── Material to process

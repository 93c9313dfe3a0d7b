//! HTTP handlers for ledger-service.

pub mod payments;

use axum::{extract::State, http::StatusCode, response::IntoResponse, Json};
use serde_json::json;

use crate::AppState;

/// Liveness plus a storage round-trip. Notification channels are reported
/// but never fail the check.
pub async fn health_check(State(state): State<AppState>) -> impl IntoResponse {
    match state.ledger.health_check().await {
        Ok(_) => (
            StatusCode::OK,
            Json(json!({
                "status": "ok",
                "service": state.config.service_name,
                "version": env!("CARGO_PKG_VERSION"),
                "notifications": state.notifier.health().await
            })),
        ),
        Err(e) => (
            StatusCode::SERVICE_UNAVAILABLE,
            Json(json!({
                "status": "unhealthy",
                "service": state.config.service_name,
                "error": e.to_string()
            })),
        ),
    }
}

pub async fn readiness_check(State(state): State<AppState>) -> impl IntoResponse {
    match state.ledger.health_check().await {
        Ok(_) => StatusCode::OK,
        Err(_) => StatusCode::SERVICE_UNAVAILABLE,
    }
}

pub async fn metrics() -> impl IntoResponse {
    (
        StatusCode::OK,
        [("content-type", "text/plain; charset=utf-8")],
        crate::services::get_metrics(),
    )
}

────

- Problem details
Set every record down again, exactly as given.

- Written solution
repository 93c9313dfe3a0d7b
//! HTTP handlers for ledger-service.

pub mod payments;

use axum::{extract::State, http::StatusCode, response::IntoResponse, Json};
use serde_json::json;

use crate::AppState;

/// Liveness plus a storage round-trip. Notification channels are reported
/// but never fail the check.
pub async fn health_check(State(state): State<AppState>) -> impl IntoResponse {
    match state.ledger.health_check().await {
        Ok(_) => (
            StatusCode::OK,
            Json(json!({
                "status": "ok",
                "service": state.config.service_name,
                "version": env!("CARGO_PKG_VERSION"),
                "notifications": state.notifier.health().await
            })),
        ),
        Err(e) => (
            StatusCode::SERVICE_UNAVAILABLE,
            Json(json!({
                "status": "unhealthy",
                "service": state.config.service_name,
                "error": e.to_string()
            })),
        ),
    }
}

pub async fn readiness_check(State(state): State<AppState>) -> impl IntoResponse {
    match state.ledger.health_check().await {
        Ok(_) => StatusCode::OK,
        Err(_) => StatusCode::SERVICE_UNAVAILABLE,
    }
}

pub async fn metrics() -> impl IntoResponse {
    (
        StatusCode::OK,
        [("content-type", "text/plain; charset=utf-8")],
        crate::services::get_metrics(),
    )
}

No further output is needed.